Yoga Noninferior to Physical Therapy in Chronic Low Back Pain
Nearly half of yoga group saw clinically meaningful improvement in pain and disability
TUESDAY, June 20, 2017 (HealthDay News) -- Yoga may be as effective as physical therapy for pain relief and improved function in patients with chronic low back pain, according to a study published online June 20 in the Annals of Internal Medicine.
The study included 320 patients who were low-income and mostly minority, all of whom had persistent back pain for at least 12 weeks. Their mean age was 46. The patients were randomly assigned to either 12 weekly yoga classes, 15 physical therapy sessions, or an education group that received information on managing back pain. After the first 12 weeks, yoga practitioners were assigned to either keep taking classes or practice at home, with the help of a DVD, manual, and yoga props.

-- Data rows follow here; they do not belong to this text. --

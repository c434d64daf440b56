// This file makes the crate a library and declares modules for use
// by the binary (main.rs) and integration tests.

pub mod config;
pub mod copilot;
pub mod error;
pub mod history;
pub mod notify;
pub mod refresh;
pub mod scheduler;
pub mod zspace;
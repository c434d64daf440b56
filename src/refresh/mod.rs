// src/refresh/mod.rs

// Declare sub-modules for the refresh workflow
pub mod categories;
pub mod orchestrator;
pub mod poll;

pub use categories::{determine_categories, determine_categories_at, CategorySelection};
pub use orchestrator::{
    CategoryFailure, RefreshOrchestrator, RemoteCommand, RunReport, RunStatus, REFRESH_ACTION,
};
pub use poll::{refresh_category, RefreshOutcome, Sleeper, TokioSleeper};
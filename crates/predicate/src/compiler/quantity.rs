//! Quantity parameter handler.

use rust_decimal::Decimal;

use crate::error::{DefectError, PredicateResult};
use crate::predicate::{Field, RowCondition};
use crate::search::SearchParameterDefinition;
use crate::types::QuantityValue;

use super::number::magnitude_condition;

/// Builds row conditions for quantity values.
///
/// The unit must match before the magnitude test applies:
/// - `system|code`: both unit system and unit code must be equal
/// - `code` without a system: unit code or human unit text must be equal
/// - no unit: any unit
pub struct QuantityHandler;

impl QuantityHandler {
    /// Builds the condition for one alternative value.
    pub fn build(
        param: &SearchParameterDefinition,
        value: &QuantityValue,
        margin: Decimal,
    ) -> PredicateResult<RowCondition> {
        let magnitude = value.value.ok_or_else(|| DefectError::MissingValue {
            parameter: param.code.clone(),
        })?;
        let amount = magnitude_condition(param, magnitude, value.prefix.unwrap_or_default(), margin)?;
        Ok(RowCondition::and([Self::unit_condition(value), amount]))
    }

    fn unit_condition(value: &QuantityValue) -> RowCondition {
        match (value.system.as_deref(), value.code.as_deref()) {
            (Some(system), Some(code)) => RowCondition::and([
                RowCondition::eq(Field::QuantitySystem, system),
                RowCondition::eq(Field::QuantityCode, code),
            ]),
            (None, Some(code)) => RowCondition::or([
                RowCondition::eq(Field::QuantityCode, code),
                RowCondition::eq(Field::QuantityUnit, code),
            ]),
            (Some(system), None) => RowCondition::eq(Field::QuantitySystem, system),
            (None, None) => RowCondition::True,
        }
    }
}
//! Tests for number search parameters.
//!
//! A query value implies a tolerance band from its precision, and stored
//! rows may carry their own comparator.

use helios_predicate::types::{
    Criterion, IndexComparator, NumberValue, SearchPrefix, SearchValue,
};
use helios_predicate::{DefectError, PredicateError};

use crate::common::*;

// ============================================================================
// Helper Functions
// ============================================================================

fn probability(value: &str, prefix: Option<SearchPrefix>) -> Criterion {
    let mut value = NumberValue::new(dec(value));
    if let Some(prefix) = prefix {
        value = value.with_prefix(prefix);
    }
    Criterion::new(risk_probability()).with_value(SearchValue::Number(value))
}

/// Points near 5.0 plus two stored inequalities.
fn seed_assessments(harness: &TestHarness) {
    let param = risk_probability();
    harness.index("RiskAssessment", "inside", vec![(&param, number_row("4.96"))]);
    harness.index("RiskAssessment", "above", vec![(&param, number_row("5.06"))]);
    harness.index("RiskAssessment", "six", vec![(&param, number_row("6.0"))]);
    harness.index("RiskAssessment", "four", vec![(&param, number_row("4.0"))]);
    harness.index(
        "RiskAssessment",
        "at-least-six",
        vec![(&param, ray_row(IndexComparator::Ge, "6"))],
    );
    harness.index(
        "RiskAssessment",
        "under-three",
        vec![(&param, ray_row(IndexComparator::Lt, "3"))],
    );
}

fn seed_points(harness: &TestHarness) {
    let param = risk_probability();
    for (id, value) in [
        ("a", "4.9"),
        ("b", "4.95"),
        ("c", "5"),
        ("d", "5.049"),
        ("e", "5.05"),
        ("f", "7.25"),
    ] {
        harness.index("RiskAssessment", id, vec![(&param, number_row(value))]);
    }
}

// ============================================================================
// Number Search Tests - Precision
// ============================================================================

/// `5.0` covers `[4.95, 5.05)`.
#[tokio::test]
async fn test_number_search_eq_uses_precision() {
    let harness = TestHarness::new();
    seed_assessments(&harness);

    let found = harness
        .search("RiskAssessment", &[probability("5.0", None)])
        .await;
    assert_eq!(found, ids(&["inside"]));
}

/// An integer query has a wider band than a one-decimal query.
#[tokio::test]
async fn test_number_search_integer_band() {
    let harness = TestHarness::new();
    seed_points(&harness);

    let found = harness
        .search("RiskAssessment", &[probability("5", None)])
        .await;
    assert_eq!(found, ids(&["a", "b", "c", "d", "e"]));
}

// ============================================================================
// Number Search Tests - Comparators
// ============================================================================

/// `gt 5.0` matches larger points and a stored `>=6`.
#[tokio::test]
async fn test_number_search_gt_includes_upward_ray() {
    let harness = TestHarness::new();
    seed_assessments(&harness);

    let found = harness
        .search("RiskAssessment", &[probability("5.0", Some(SearchPrefix::Gt))])
        .await;
    assert_eq!(found, ids(&["above", "at-least-six", "six"]));
}

#[tokio::test]
async fn test_number_search_lt_includes_downward_ray() {
    let harness = TestHarness::new();
    seed_assessments(&harness);

    let found = harness
        .search("RiskAssessment", &[probability("5.0", Some(SearchPrefix::Lt))])
        .await;
    assert_eq!(found, ids(&["four", "under-three"]));
}

#[tokio::test]
async fn test_number_search_ge_and_le_include_band() {
    let harness = TestHarness::new();
    seed_assessments(&harness);

    let ge = harness
        .search("RiskAssessment", &[probability("5.0", Some(SearchPrefix::Ge))])
        .await;
    assert_eq!(ge, ids(&["above", "at-least-six", "inside", "six"]));

    let le = harness
        .search("RiskAssessment", &[probability("5.0", Some(SearchPrefix::Le))])
        .await;
    assert_eq!(le, ids(&["four", "inside", "under-three"]));
}

/// Every point row is exactly one of below, equal to, or above the query.
#[tokio::test]
async fn test_number_search_trichotomy() {
    let harness = TestHarness::new();
    seed_points(&harness);

    for query in ["5.0", "5", "4.95", "7.3"] {
        let lt = harness
            .search("RiskAssessment", &[probability(query, Some(SearchPrefix::Lt))])
            .await;
        let eq = harness
            .search("RiskAssessment", &[probability(query, None)])
            .await;
        let gt = harness
            .search("RiskAssessment", &[probability(query, Some(SearchPrefix::Gt))])
            .await;

        assert!(lt.is_disjoint(&eq), "lt/eq overlap for {query}");
        assert!(eq.is_disjoint(&gt), "eq/gt overlap for {query}");
        assert!(lt.is_disjoint(&gt), "lt/gt overlap for {query}");
        assert_eq!(lt.len() + eq.len() + gt.len(), 6, "missing rows for {query}");
    }
}

/// `ne` is the complement of `eq` over all rows, rays included.
#[tokio::test]
async fn test_number_search_ne_complements_eq() {
    let harness = TestHarness::new();
    seed_assessments(&harness);

    let eq = harness
        .search("RiskAssessment", &[probability("5.0", None)])
        .await;
    let ne = harness
        .search("RiskAssessment", &[probability("5.0", Some(SearchPrefix::Ne))])
        .await;

    assert!(eq.is_disjoint(&ne));
    assert_eq!(eq.len() + ne.len(), 6);
}

/// `ap 100` uses the configured 10% margin.
#[tokio::test]
async fn test_number_search_approximately() {
    let harness = TestHarness::new();
    let param = risk_probability();
    for (id, value) in [("low", "89"), ("near-low", "91"), ("near-high", "109"), ("high", "111")] {
        harness.index("RiskAssessment", id, vec![(&param, number_row(value))]);
    }

    let found = harness
        .search("RiskAssessment", &[probability("100", Some(SearchPrefix::Ap))])
        .await;
    assert_eq!(found, ids(&["near-high", "near-low"]));
}

// ============================================================================
// Number Search Tests - Defects
// ============================================================================

#[tokio::test]
async fn test_number_search_rejects_unrepresentable_scale() {
    let harness = TestHarness::new();

    let err = harness
        .compile(
            "RiskAssessment",
            &[probability("0.0000000000000000000000000001", None)],
        )
        .await
        .unwrap_err();
    assert!(matches!(
        err,
        PredicateError::Defect(DefectError::InvalidScale { .. })
    ));
    assert!(err.to_string().contains("probability"));
}
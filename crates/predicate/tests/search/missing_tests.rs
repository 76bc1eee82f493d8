//! Tests for the `:missing` modifier.

use helios_predicate::types::{Criterion, SearchModifier, SearchPrefix, SearchValue};

use crate::common::*;

fn missing(param: Criterion, values: Vec<SearchValue>) -> Criterion {
    param.with_modifier(SearchModifier::Missing).with_values(values)
}

fn seed_patients(harness: &TestHarness) {
    let name = patient_name();
    let birthdate = patient_birthdate();
    harness.index(
        "Patient",
        "complete",
        vec![(&name, string_row("Smith")), (&birthdate, date_row("1980-01-15"))],
    );
    harness.index("Patient", "nameless", vec![(&birthdate, date_row("1990"))]);
    harness.index("Patient", "undated", vec![(&name, string_row("Jones"))]);
}

// ============================================================================
// Missing Modifier Tests
// ============================================================================

#[tokio::test]
async fn test_missing_true_finds_records_without_rows() {
    let harness = TestHarness::new();
    seed_patients(&harness);

    let criterion = missing(Criterion::new(patient_birthdate()), vec![SearchValue::Missing(true)]);
    assert_eq!(harness.search("Patient", &[criterion]).await, ids(&["undated"]));
}

#[tokio::test]
async fn test_missing_false_finds_records_with_rows() {
    let harness = TestHarness::new();
    seed_patients(&harness);

    let criterion = missing(Criterion::new(patient_birthdate()), vec![SearchValue::Missing(false)]);
    assert_eq!(
        harness.search("Patient", &[criterion]).await,
        ids(&["complete", "nameless"])
    );
}

/// `:missing=true` and `:missing=false` partition the records.
#[tokio::test]
async fn test_missing_is_negation_of_present() {
    let harness = TestHarness::new();
    seed_patients(&harness);

    let absent = harness
        .search(
            "Patient",
            &[missing(Criterion::new(patient_name()), vec![SearchValue::Missing(true)])],
        )
        .await;
    let present = harness
        .search(
            "Patient",
            &[missing(Criterion::new(patient_name()), vec![SearchValue::Missing(false)])],
        )
        .await;

    assert_eq!(absent, ids(&["nameless"]));
    assert!(absent.is_disjoint(&present));
    assert_eq!(absent.len() + present.len(), 3);
}

/// No value means `:missing=true`.
#[tokio::test]
async fn test_missing_without_value() {
    let harness = TestHarness::new();
    seed_patients(&harness);

    let criterion = missing(Criterion::new(patient_name()), Vec::new());
    assert_eq!(harness.search("Patient", &[criterion]).await, ids(&["nameless"]));
}

#[tokio::test]
async fn test_missing_combined_with_other_criteria() {
    let harness = TestHarness::new();
    seed_patients(&harness);

    let criteria = [
        missing(Criterion::new(patient_birthdate()), vec![SearchValue::Missing(false)]),
        Criterion::new(patient_name()).with_value(SearchValue::string("Smith")),
    ];
    assert_eq!(harness.search("Patient", &criteria).await, ids(&["complete"]));
}

#[tokio::test]
async fn test_missing_rejects_comparator() {
    let harness = TestHarness::new();

    let criterion = missing(
        Criterion::new(patient_birthdate()),
        vec![SearchValue::Date(date("2023").with_prefix(SearchPrefix::Gt))],
    );
    let err = harness.compile("Patient", &[criterion]).await.unwrap_err();
    assert!(err.is_defect());
    assert!(err.to_string().contains("comparator 'gt'"), "{err}");
}
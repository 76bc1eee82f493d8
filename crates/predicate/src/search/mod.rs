//! Search parameter metadata.
//!
//! - [`registry`] - SearchParameter definitions with their legal comparator
//!   and modifier sets, plus the resource type registry
//! - [`errors`] - Registry error types
//!
//! Criteria reference their definition by `Arc`; the definitions themselves
//! are loaded and owned upstream.

pub mod errors;
pub mod registry;

pub use errors::RegistryError;
pub use registry::{
    CompositeComponentDef, ResourceTypeRegistry, SearchParameterDefinition, SearchParameterStatus,
};
//! Test infrastructure for the predicate compiler.
//!
//! Provides search parameter fixtures shaped like the FHIR base definitions
//! and a harness that compiles criteria and evaluates the result against an
//! in-memory index.

#![allow(dead_code)]

pub mod harness;

// Re-export commonly used items
pub use fixtures::*;
pub use harness::*;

At the 12-week point, the yoga program was found noninferior to individually delivered physical therapy for change in back-related function and pain. Participants in both the yoga and physical therapy groups were more likely to report clinically meaningful improvements in function, and were more likely to discontinue pain medication, than were education participants. Typically, both yoga practitioners and physical therapy patients saw the benefits last over one year, the researchers said.
"In light of the complex factors affecting both diagnosis and outcomes in chronic low back pain, any single treatment approach is unlikely to prove helpful to all or even most patients," write the authors of an accompanying editorial. "Nevertheless, yoga offers some persons tangible benefit without much risk. In the end, however, it represents one tool among many."